Von Grit Hartmann | 14.10.2010
    Normalerweise ergänzt die WADA ihre Liste eher um Kleinigkeiten. Mal wird ein Stoff aus dem Dopingarsenal gestrichen, mal rückt ein anderer namentlich in eine der neun verbotenen Substanzgruppen. Für 2011 ist das anders: Auf den Index kommt eine ganz neue Kategorie - die nicht zugelassenen Substanzen. Professor Wilhelm Schänzer, Leiter des Kölner Antidoping-Labors:
    "Es kann natürlich auch sein, dass Athleten schon zu Substanzen greifen, die möglicherweise noch in der Entwicklung sind, noch nicht als Arzneimittel zugelassen. Dann besteht immer das Problem, dass man auch erst mal prüfen muss: Fällt denn die Substanz in eine der verbotenen Kategorien? Generell sollte man den Athleten schon signalisieren: Wenn das eine Substanz ist, die überhaupt noch nicht zugelassen ist für den medizinischen Markt, dann ist das sowieso schon eine illegale Aktion, absolut unethisch."

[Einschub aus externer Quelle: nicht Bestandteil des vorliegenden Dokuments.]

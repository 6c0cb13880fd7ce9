//! Caesar cipher: fixed-offset substitution over the alphabet window.
//!
//! Every character is shifted by the same integer key and folded back into
//! the window by multiples of its range.

use tracing::debug;

use crate::alphabet::{Alphabet, Wraparound};
use crate::cipher::TextCipher;
use crate::compat::ENCRYPTION_FAILED;
use crate::error::ClassiCryptError;

/// Fixed-offset substitution cipher.
///
/// # Examples
///
/// ```
/// use classicrypt::{Caesar, TextCipher};
///
/// let caesar = Caesar::new(3);
/// let encrypted = caesar.encrypt("HELLO").unwrap();
/// assert_eq!(encrypted, "KHOOR");
/// assert_eq!(caesar.decrypt(&encrypted).unwrap(), "HELLO");
/// ```
#[derive(Debug, Clone, Copy, PartialEq, Eq, Hash)]
pub struct Caesar {
    key: i32,
    alphabet: Alphabet,
    wraparound: Wraparound,
}

impl Caesar {
    /// Creates a Caesar cipher over the standard alphabet with one-sided
    /// wraparound.
    pub fn new(key: i32) -> Self {
        Caesar {
            key,
            alphabet: Alphabet::STANDARD,
            wraparound: Wraparound::OneSided,
        }
    }

    /// Replaces the alphabet window.
    pub fn with_alphabet(mut self, alphabet: Alphabet) -> Self {
        self.alphabet = alphabet;
        self
    }

    /// Replaces the wraparound mode.
    pub fn with_wraparound(mut self, wraparound: Wraparound) -> Self {
        self.wraparound = wraparound;
        self
    }

    /// Returns the integer offset.
    pub fn key(&self) -> i32 {
        self.key
    }

    /// Returns the alphabet window.
    pub fn alphabet(&self) -> Alphabet {
        self.alphabet
    }

    /// Returns the wraparound mode.
    pub fn wraparound(&self) -> Wraparound {
        self.wraparound
    }
}

impl TextCipher for Caesar {
    fn encrypt(&self, plain_text: &str) -> Result<String, ClassiCryptError> {
        if let Err(err) = self.alphabet.check(plain_text) {
            debug!(error = %err, "rejecting Caesar plaintext");
            return Err(err);
        }

        let key = i64::from(self.key);
        let mut encrypted = String::with_capacity(plain_text.len());
        for (position, c) in plain_text.chars().enumerate() {
            let value = self.alphabet.fold_forward(c as i64 + key, self.wraparound);
            encrypted.push(self.alphabet.to_char(position, value, self.wraparound)?);
        }
        Ok(encrypted)
    }

    fn decrypt(&self, encrypted_text: &str) -> Result<String, ClassiCryptError> {
        if encrypted_text == ENCRYPTION_FAILED {
            debug!("refusing to decrypt the failed-encryption marker");
            return Err(ClassiCryptError::EncryptionFailedMarker);
        }

        let key = i64::from(self.key);
        let mut decrypted = String::with_capacity(encrypted_text.len());
        for (position, c) in encrypted_text.chars().enumerate() {
            let value = self.alphabet.fold_backward(c as i64 - key, self.wraparound);
            decrypted.push(self.alphabet.to_char(position, value, self.wraparound)?);
        }
        Ok(decrypted)
    }
}
//! Error types for the classicrypt library.

use thiserror::Error;

/// Errors produced by the classicrypt library.
#[derive(Error, Debug, Clone, PartialEq, Eq)]
pub enum ClassiCryptError {
    /// Plaintext contains a character outside the alphabet window.
    #[error("Character {character:?} at position {position} is outside the alphabet window")]
    OutOfBounds {
        /// Zero-based character index of the first offending character.
        position: usize,
        /// The offending character.
        character: char,
    },

    /// Ciphertext is the literal failed-encryption marker.
    #[error("Input is the failed-encryption marker and cannot be decrypted")]
    EncryptionFailedMarker,

    /// Bellaso key string is empty.
    #[error("Bellaso key must be at least 1 character long")]
    EmptyKey,

    /// Alphabet lower bound is greater than its upper bound.
    #[error("Alphabet lower bound {lower:?} is greater than upper bound {upper:?}")]
    InvalidAlphabet {
        /// Requested lower bound.
        lower: char,
        /// Requested upper bound.
        upper: char,
    },

    /// A transformed code point is not a Unicode scalar value.
    #[error("Transformed value {value} at position {position} is not a valid character")]
    Unrepresentable {
        /// Zero-based character index of the input character.
        position: usize,
        /// The raw code point computed for that character.
        value: i64,
    },
}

    Dass der Gebrauch solcher Substanzen künftig als Doping zählt, darf man als angemessene Reaktion bezeichnen - auf die bekannte Experimentierfreude im Dopermilieu, aber auch darauf, dass die WADA das Problem bisher ignorierte: der Wirkstoff S107, ein Wundermittel gegen Muskelermüdung, bereits seit zwei Jahren auf dem Schwarzmarkt problemlos zu beziehen, aber erst ab 2011 verboten. Schänzer:
    "Die WADA hatte nach Anfragen gesagt: Okay, das ist ja in einem frühen Stadium, eigentlich in der Entwicklung, das sehen wir Augenblick nicht als Problem an. Sollte allerdings festgestellt werden, dass eine solche Substanz missbräuchlich eingesetzt wird, in diesem Fall S107, dann könnte man sie als dopingrelevant auch schon berichten."

    Nur ins Beobachtungsprogramm geschafft hat es Actovegin, ein Stoff aus dem Blutplasma von Kälbern.
    "Wichtig ist sicherlich, dass die Untersuchungen, die wir bisher gemacht haben, gezeigt haben: Da ist kein Eiweiß dieser Substanz enthalten, das eigentlich eine Dopingrelevanz erbringen würde."
    In der Szene hingegen werden seit Langem mysteriöse Wirkungen kolportiert: Der Radprofi Jesus Manzano berichtete, ein Cocktail mit dem Mittel werde vor schweren Etappen gespritzt. Bei der Tour de France 2000 entsorgte das Team von Lance Armstrong leere Actovegin-Beutel im Müll. Und 2008 irritierte den verletzten französischen Fußballer Patrick Vieira, dass Bayern-Doktor Hans-Wilhelm Müller-Wohlfahrt ihm die Substanz injizieren wollte. In Frankreich war Actovegin nicht zugelassen. In den USA ist es das bis heute nicht.